Segment Start: Data for this exercise
//! `log` backend writing to the browser console

use log::{Level, LevelFilter, Log, Metadata, Record};
use wasm_bindgen::JsValue;
use web_sys::console;

struct ConsoleLogger;

static LOGGER: ConsoleLogger = ConsoleLogger;

impl Log for ConsoleLogger {
    fn enabled(&self, metadata: &Metadata) -> bool {
        metadata.level() <= log::max_level()
    }

    fn log(&self, record: &Record) {
        if !self.enabled(record.metadata()) {
            return;
        }
        let line = JsValue::from_str(&format!("[{}] {}", record.target(), record.args()));
        match record.level() {
            Level::Error => console::error_1(&line),
            Level::Warn => console::warn_1(&line),
            Level::Info => console::info_1(&line),
            Level::Debug | Level::Trace => console::debug_1(&line),
        }
    }

    fn flush(&self) {}
}

/// Install the console logger; later calls only change the level
pub fn init(level: LevelFilter) {
    if log::set_logger(&LOGGER).is_err() {
        log::debug!("console logger already installed");
    }
    log::set_max_level(level);
}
Segment End: Data for this exercise
**Work to complete:** Write out all the data again, exactly as it appears.

**Completed task:**
//! `log` backend writing to the browser console

use log::{Level, LevelFilter, Log, Metadata, Record};
use wasm_bindgen::JsValue;
use web_sys::console;

struct ConsoleLogger;

static LOGGER: ConsoleLogger = ConsoleLogger;

impl Log for ConsoleLogger {
    fn enabled(&self, metadata: &Metadata) -> bool {
        metadata.level() <= log::max_level()
    }

    fn log(&self, record: &Record) {
        if !self.enabled(record.metadata()) {
            return;
        }
        let line = JsValue::from_str(&format!("[{}] {}", record.target(), record.args()));
        match record.level() {
            Level::Error => console::error_1(&line),
            Level::Warn => console::warn_1(&line),
            Level::Info => console::info_1(&line),
            Level::Debug | Level::Trace => console::debug_1(&line),
        }
    }

    fn flush(&self) {}
}

/// Install the console logger; later calls only change the level
pub fn init(level: LevelFilter) {
    if log::set_logger(&LOGGER).is_err() {
        log::debug!("console logger already installed");
    }
    log::set_max_level(level);
}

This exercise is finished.